Work required:
Word for word, transcribe all of the records.

Available data:

use serde::{Deserialize, Deserializer, Serialize, Serializer, de};

use super::UserId;
use crate::utils;

/// Presence state of a user.
#[derive(Clone, Copy, Debug, Default, Eq, PartialEq)]
pub enum Presence {
	#[default]
	Offline,
	Online,
	FreeForChat,
	Unavailable,
}

impl Presence {
	#[must_use]
	pub fn as_str(self) -> &'static str {
		match self {
			| Self::Offline => "offline",
			| Self::Online => "online",
			| Self::FreeForChat => "free_for_chat",
			| Self::Unavailable => "unavailable",
		}
	}
}

impl Serialize for Presence {
	fn serialize<S: Serializer>(&self, serializer: S) -> Result<S::Ok, S::Error> {
		serializer.serialize_str(self.as_str())
	}
}

impl<'de> Deserialize<'de> for Presence {
	fn deserialize<D: Deserializer<'de>>(deserializer: D) -> Result<Self, D::Error> {
		let s = std::borrow::Cow::<'de, str>::deserialize(deserializer)?;
		match s.as_ref() {
			| "offline" => Ok(Self::Offline),
			| "online" => Ok(Self::Online),
			| "free_for_chat" => Ok(Self::FreeForChat),
			| "unavailable" => Ok(Self::Unavailable),
			| other => Err(de::Error::custom(format!("invalid presence: {other}"))),
		}
	}
}

#[derive(Clone, Debug, Default, Deserialize, Eq, PartialEq, Serialize)]
pub struct UserProfile {
	pub displayname: String,
	pub avatar_url: String,
}

/// Moment the user was last active, serialized as the elapsed duration in
/// milliseconds at serialization time.
#[derive(Clone, Copy, Debug, Default, Eq, PartialEq)]
pub struct LastActive(pub u64);

impl LastActive {
	#[must_use]
	pub fn now() -> Self { Self(utils::millis_since_unix_epoch()) }
}

impl Serialize for LastActive {
	fn serialize<S: Serializer>(&self, serializer: S) -> Result<S::Ok, S::Error> {
		let ago = utils::millis_since_unix_epoch().saturating_sub(self.0);
		serializer.serialize_u64(ago)
	}
}

#[derive(Clone, Debug, Default, Serialize)]
pub struct UserStatus {
	pub presence: Presence,

	#[serde(rename = "status_msg")]
	pub status_message: String,

	#[serde(rename = "last_active_ago")]
	pub last_active: LastActive,
}

/// The full per-user record carried by presence events.
#[derive(Clone, Debug, Serialize)]
pub struct User {
	#[serde(flatten)]
	pub profile: UserProfile,

	#[serde(flatten)]
	pub status: UserStatus,

	pub user_id: UserId,
}

impl User {
	#[must_use]
	pub fn new(user_id: UserId) -> Self {
		Self {
			profile: UserProfile::default(),
			status: UserStatus::default(),
			user_id,
		}
	}
}
use std::sync::Arc;

use palaver_core::{Result, Server, UserId, implement};

pub struct Service {
	server: Arc<Server>,
}

impl crate::Service for Service {
	fn build(args: crate::Args<'_>) -> Result<Arc<Self>> {
		Ok(Arc::new(Self { server: args.server.clone() }))
	}

	fn name(&self) -> &str { crate::service::make_name(std::module_path!()) }
}

#[implement(Service)]
#[inline]
#[must_use]
pub fn server_name(&self) -> &str { &self.server.name }

#[implement(Service)]
#[inline]
#[must_use]
pub fn server_is_ours(&self, domain: &str) -> bool { self.server.is_ours(domain) }

/// checks if `user_id` is local to us via domain comparison
#[implement(Service)]
#[inline]
#[must_use]
pub fn user_is_local(&self, user_id: &UserId) -> bool {
	self.server.is_ours(user_id.domain().as_str())
}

Exercise solution:
use serde::{Deserialize, Deserializer, Serialize, Serializer, de};

use super::UserId;
use crate::utils;

/// Presence state of a user.
#[derive(Clone, Copy, Debug, Default, Eq, PartialEq)]
pub enum Presence {
	#[default]
	Offline,
	Online,
	FreeForChat,
	Unavailable,
}

impl Presence {
	#[must_use]
	pub fn as_str(self) -> &'static str {
		match self {
			| Self::Offline => "offline",
			| Self::Online => "online",
			| Self::FreeForChat => "free_for_chat",
			| Self::Unavailable => "unavailable",
		}
	}
}

impl Serialize for Presence {
	fn serialize<S: Serializer>(&self, serializer: S) -> Result<S::Ok, S::Error> {
		serializer.serialize_str(self.as_str())
	}
}

impl<'de> Deserialize<'de> for Presence {
	fn deserialize<D: Deserializer<'de>>(deserializer: D) -> Result<Self, D::Error> {
		let s = std::borrow::Cow::<'de, str>::deserialize(deserializer)?;
		match s.as_ref() {
			| "offline" => Ok(Self::Offline),
			| "online" => Ok(Self::Online),
			| "free_for_chat" => Ok(Self::FreeForChat),
			| "unavailable" => Ok(Self::Unavailable),
			| other => Err(de::Error::custom(format!("invalid presence: {other}"))),
		}
	}
}

#[derive(Clone, Debug, Default, Deserialize, Eq, PartialEq, Serialize)]
pub struct UserProfile {
	pub displayname: String,
	pub avatar_url: String,
}

/// Moment the user was last active, serialized as the elapsed duration in
/// milliseconds at serialization time.
#[derive(Clone, Copy, Debug, Default, Eq, PartialEq)]
pub struct LastActive(pub u64);

impl LastActive {
	#[must_use]
	pub fn now() -> Self { Self(utils::millis_since_unix_epoch()) }
}

impl Serialize for LastActive {
	fn serialize<S: Serializer>(&self, serializer: S) -> Result<S::Ok, S::Error> {
		let ago = utils::millis_since_unix_epoch().saturating_sub(self.0);
		serializer.serialize_u64(ago)
	}
}

#[derive(Clone, Debug, Default, Serialize)]
pub struct UserStatus {
	pub presence: Presence,

	#[serde(rename = "status_msg")]
	pub status_message: String,

	#[serde(rename = "last_active_ago")]
	pub last_active: LastActive,
}

/// The full per-user record carried by presence events.
#[derive(Clone, Debug, Serialize)]
pub struct User {
	#[serde(flatten)]
	pub profile: UserProfile,

	#[serde(flatten)]
	pub status: UserStatus,

	pub user_id: UserId,
}

impl User {
	#[must_use]
	pub fn new(user_id: UserId) -> Self {
		Self {
			profile: UserProfile::default(),
			status: UserStatus::default(),
			user_id,
		}
	}
}
use std::sync::Arc;

use palaver_core::{Result, Server, UserId, implement};

pub struct Service {
	server: Arc<Server>,
}

impl crate::Service for Service {
	fn build(args: crate::Args<'_>) -> Result<Arc<Self>> {
		Ok(Arc::new(Self { server: args.server.clone() }))
	}

	fn name(&self) -> &str { crate::service::make_name(std::module_path!()) }
}

#[implement(Service)]
#[inline]
#[must_use]
pub fn server_name(&self) -> &str { &self.server.name }

#[implement(Service)]
#[inline]
#[must_use]
pub fn server_is_ours(&self, domain: &str) -> bool { self.server.is_ours(domain) }

/// checks if `user_id` is local to us via domain comparison
#[implement(Service)]
#[inline]
#[must_use]
pub fn user_is_local(&self, user_id: &UserId) -> bool {
	self.server.is_ours(user_id.domain().as_str())
}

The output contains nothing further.